Speed Control of a Wheelchair Prototype Driven by a DC Motor Through Real EEG Brain Signals
Author(s) -
Bashar Abbas Fadheel,
Ali Jafer Mahdi,
Hussain F. Jaafar,
Muhammad Shahzad Nazir,
Muntaha Sattar Obaid,
Sarah Hussein Musa
Publication year - 2020
Publication title -
iop conference series. materials science and engineering
Language(s) - English
Resource type - Journals
eISSN - 1757-899X
pISSN - 1757-8981
DOI - 10.1088/1757-899x/671/1/012036
Subject(s) - wheelchair , headset , electroencephalography , brain–computer interface , bluetooth , computer science , interface (matter) , dc motor , microcontroller , computer hardware , simulation , engineering , psychology , neuroscience , electrical engineering , telecommunications , wireless , bubble , maximum bubble pressure method , parallel computing , world wide web
For some disabled people, Electroencephalogram (EEG) signals are used to interpret brain thinking to drive machines by creating interface between the human brain and such machines.
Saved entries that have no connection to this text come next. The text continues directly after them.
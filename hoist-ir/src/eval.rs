//! Reference evaluator for lifted fragments.
//!
//! Executes one function over a small machine state and records every
//! observable effect: which globals were read, which globals and memory
//! bytes were written, and which extern calls were made with which
//! arguments. Translator test suites assert directly on those effect sets.
//!
//! The evaluator is a test instrument, not an interpreter for production
//! use; it is only compiled with the `test-helpers` feature.

use std::collections::{BTreeMap, BTreeSet, HashMap};

use crate::{BinOp, CastOp, CmpOp, FuncId, GlobalId, Inst, Module, Terminator, Ty, ValueId};

/// Evaluation failures. All of them indicate malformed IR or a genuinely
/// trapping operation reaching execution.
#[derive(Debug, Clone, PartialEq, Eq, thiserror::Error)]
pub enum EvalError {
    /// An unguarded division executed with a zero divisor.
    #[error("division by zero reached execution")]
    DivideByZero,
    /// The step budget was exhausted (runaway block cycle).
    #[error("step limit exceeded")]
    StepLimit,
    /// An instruction referenced a value that produced no result.
    #[error("use of a result-less value {0}")]
    MissingValue(ValueId),
}

/// One recorded extern call.
#[derive(Debug, Clone, PartialEq, Eq)]
pub struct CallRecord {
    /// Callee name.
    pub callee: String,
    /// Evaluated arguments, canonical (masked) bit patterns.
    pub args: Vec<u128>,
}

/// Machine state the fragment runs against.
#[derive(Debug, Default, Clone)]
pub struct Machine {
    /// Global cells; absent entries read as zero.
    pub globals: HashMap<GlobalId, u128>,
    /// Byte-addressed little-endian memory; absent bytes read as zero.
    pub memory: HashMap<u64, u8>,
}

impl Machine {
    /// Set a global cell.
    pub fn set_global(&mut self, global: GlobalId, bits: u128) {
        self.globals.insert(global, bits);
    }

    /// Current value of a global cell.
    pub fn global(&self, global: GlobalId) -> u128 {
        self.globals.get(&global).copied().unwrap_or(0)
    }

    /// Write a little-endian value of `ty` at `addr`.
    pub fn set_mem(&mut self, addr: u64, ty: Ty, bits: u128) {
        for i in 0..ty.bytes() as u64 {
            self.memory
                .insert(addr.wrapping_add(i), (bits >> (8 * i)) as u8);
        }
    }

    /// Read a little-endian value of `ty` at `addr`.
    pub fn mem(&self, addr: u64, ty: Ty) -> u128 {
        let mut bits = 0u128;
        for i in 0..ty.bytes() as u64 {
            let byte = self.memory.get(&addr.wrapping_add(i)).copied().unwrap_or(0);
            bits |= u128::from(byte) << (8 * i);
        }
        bits & ty.mask()
    }
}

/// Observable effects of one run.
#[derive(Debug, Default, Clone, PartialEq, Eq)]
pub struct Effects {
    /// Globals read, in id order.
    pub reg_loads: BTreeSet<GlobalId>,
    /// Globals written, with the last value written.
    pub reg_stores: BTreeMap<GlobalId, u128>,
    /// Memory load base addresses, in execution order.
    pub mem_loads: Vec<u64>,
    /// Memory stores: base address, value, access type, in execution order.
    pub mem_stores: Vec<(u64, u128, Ty)>,
    /// Extern calls, in execution order.
    pub calls: Vec<CallRecord>,
}

const STEP_LIMIT: usize = 10_000;

fn to_signed(ty: Ty, bits: u128) -> i128 {
    if bits & ty.sign_bit() != 0 {
        (bits | !ty.mask()) as i128
    } else {
        bits as i128
    }
}

fn shift_amount(ty: Ty, bits: u128) -> Option<u32> {
    let amt = bits & ty.mask();
    (amt < u128::from(ty.bits())).then_some(amt as u32)
}

fn eval_bin(op: BinOp, ty: Ty, a: u128, b: u128) -> Result<u128, EvalError> {
    let mask = ty.mask();
    let out = match op {
        BinOp::Add => a.wrapping_add(b),
        BinOp::Sub => a.wrapping_sub(b),
        BinOp::Mul => a.wrapping_mul(b),
        BinOp::UDiv => {
            if b == 0 {
                return Err(EvalError::DivideByZero);
            }
            a / b
        }
        BinOp::SDiv => {
            if b == 0 {
                return Err(EvalError::DivideByZero);
            }
            to_signed(ty, a).wrapping_div(to_signed(ty, b)) as u128
        }
        BinOp::URem => {
            if b == 0 {
                return Err(EvalError::DivideByZero);
            }
            a % b
        }
        BinOp::SRem => {
            if b == 0 {
                return Err(EvalError::DivideByZero);
            }
            to_signed(ty, a).wrapping_rem(to_signed(ty, b)) as u128
        }
        BinOp::And => a & b,
        BinOp::Or => a | b,
        BinOp::Xor => a ^ b,
        BinOp::Shl => match shift_amount(ty, b) {
            Some(n) => a << n,
            None => 0,
        },
        BinOp::LShr => match shift_amount(ty, b) {
            Some(n) => (a & mask) >> n,
            None => 0,
        },
        BinOp::AShr => match shift_amount(ty, b) {
            Some(n) => (to_signed(ty, a) >> n) as u128,
            None => {
                if a & ty.sign_bit() != 0 {
                    mask
                } else {
                    0
                }
            }
        },
    };
    Ok(out & mask)
}

fn eval_cmp(op: CmpOp, ty: Ty, a: u128, b: u128) -> bool {
    let (sa, sb) = (to_signed(ty, a), to_signed(ty, b));
    match op {
        CmpOp::Eq => a == b,
        CmpOp::Ne => a != b,
        CmpOp::Ult => a < b,
        CmpOp::Ule => a <= b,
        CmpOp::Ugt => a > b,
        CmpOp::Uge => a >= b,
        CmpOp::Slt => sa < sb,
        CmpOp::Sle => sa <= sb,
        CmpOp::Sgt => sa > sb,
        CmpOp::Sge => sa >= sb,
    }
}

/// Run `func` against `machine`, mutating it and returning the recorded
/// effects.
pub fn run(module: &Module, func: FuncId, machine: &mut Machine) -> Result<Effects, EvalError> {
    let function = module.function(func);
    let mut values: Vec<Option<u128>> = vec![None; function.inst_count()];
    let mut effects = Effects::default();
    let mut block = function.entry();
    let mut steps = 0usize;

    let value_of = |values: &[Option<u128>], v: ValueId| -> Result<u128, EvalError> {
        values[v.index()].ok_or(EvalError::MissingValue(v))
    };

    loop {
        for &v in &function.block(block).insts {
            steps += 1;
            if steps > STEP_LIMIT {
                return Err(EvalError::StepLimit);
            }
            let result = match function.inst(v) {
                Inst::Const { bits, .. } => Some(*bits),
                Inst::ReadGlobal { global } => {
                    effects.reg_loads.insert(*global);
                    Some(machine.global(*global))
                }
                Inst::WriteGlobal { global, value } => {
                    let bits = value_of(&values, *value)?;
                    machine.set_global(*global, bits);
                    effects.reg_stores.insert(*global, bits);
                    None
                }
                Inst::Load { ty, addr } => {
                    let addr = value_of(&values, *addr)? as u64;
                    effects.mem_loads.push(addr);
                    Some(machine.mem(addr, *ty))
                }
                Inst::Store { addr, value } => {
                    let addr = value_of(&values, *addr)? as u64;
                    let bits = value_of(&values, *value)?;
                    let ty = function
                        .value_ty(*value)
                        .ok_or(EvalError::MissingValue(*value))?;
                    machine.set_mem(addr, ty, bits);
                    effects.mem_stores.push((addr, bits, ty));
                    None
                }
                Inst::Bin { op, lhs, rhs } => {
                    let ty = function
                        .value_ty(*lhs)
                        .ok_or(EvalError::MissingValue(*lhs))?;
                    let a = value_of(&values, *lhs)?;
                    let b = value_of(&values, *rhs)?;
                    Some(eval_bin(*op, ty, a, b)?)
                }
                Inst::Cmp { op, lhs, rhs } => {
                    let ty = function
                        .value_ty(*lhs)
                        .ok_or(EvalError::MissingValue(*lhs))?;
                    let a = value_of(&values, *lhs)?;
                    let b = value_of(&values, *rhs)?;
                    Some(u128::from(eval_cmp(*op, ty, a, b)))
                }
                Inst::Cast { op, to, value } => {
                    let from = function
                        .value_ty(*value)
                        .ok_or(EvalError::MissingValue(*value))?;
                    let bits = value_of(&values, *value)?;
                    let out = match op {
                        CastOp::Zext | CastOp::Trunc => bits & to.mask(),
                        CastOp::Sext => (to_signed(from, bits) as u128) & to.mask(),
                    };
                    Some(out)
                }
                Inst::Select {
                    cond,
                    if_true,
                    if_false,
                } => {
                    let c = value_of(&values, *cond)?;
                    Some(if c != 0 {
                        value_of(&values, *if_true)?
                    } else {
                        value_of(&values, *if_false)?
                    })
                }
                Inst::Call { callee, args } => {
                    let decl = module.extern_fn(*callee);
                    let mut evaluated = Vec::with_capacity(args.len());
                    for &a in args {
                        evaluated.push(value_of(&values, a)?);
                    }
                    effects.calls.push(CallRecord {
                        callee: decl.name.clone(),
                        args: evaluated,
                    });
                    decl.ret.map(|_| 0)
                }
            };
            values[v.index()] = result;
        }

        match function.block(block).term {
            Some(Terminator::Jump(next)) => block = next,
            Some(Terminator::Branch {
                cond,
                then_block,
                else_block,
            }) => {
                block = if value_of(&values, cond)? != 0 {
                    then_block
                } else {
                    else_block
                };
            }
            None => return Ok(effects),
        }
    }
}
EEG signals are naturally varied due to human thinking process, and can be manipulated to drive a wheelchair based DC motors in real-time without any muscular efforts. In this paper, EEG signals are used to control DC motors using a Brain Computer Interface (BCI) that includes an EEG sensor headset to capture brain signals. The extracted EEG signals are considered as reference signals and transmitted to a microcontroller via Bluetooth. An intelligent wheelchair (IW) with an EEG sensors is connected to an Arduino, that drives two DC motors, to control movement references to the specific EEG signals. For the proposed IW based EEG, life cycle cost (LCC), over 5 year lifetime, is about 2674$ compared with a manufactured passive wheelchair, which its LCC is 3957$. The experimental tests suggest that the proposed design of IW is efficient and low cost as well as allowing disabled people to more easily control their wheelchairs and to lead independent lives.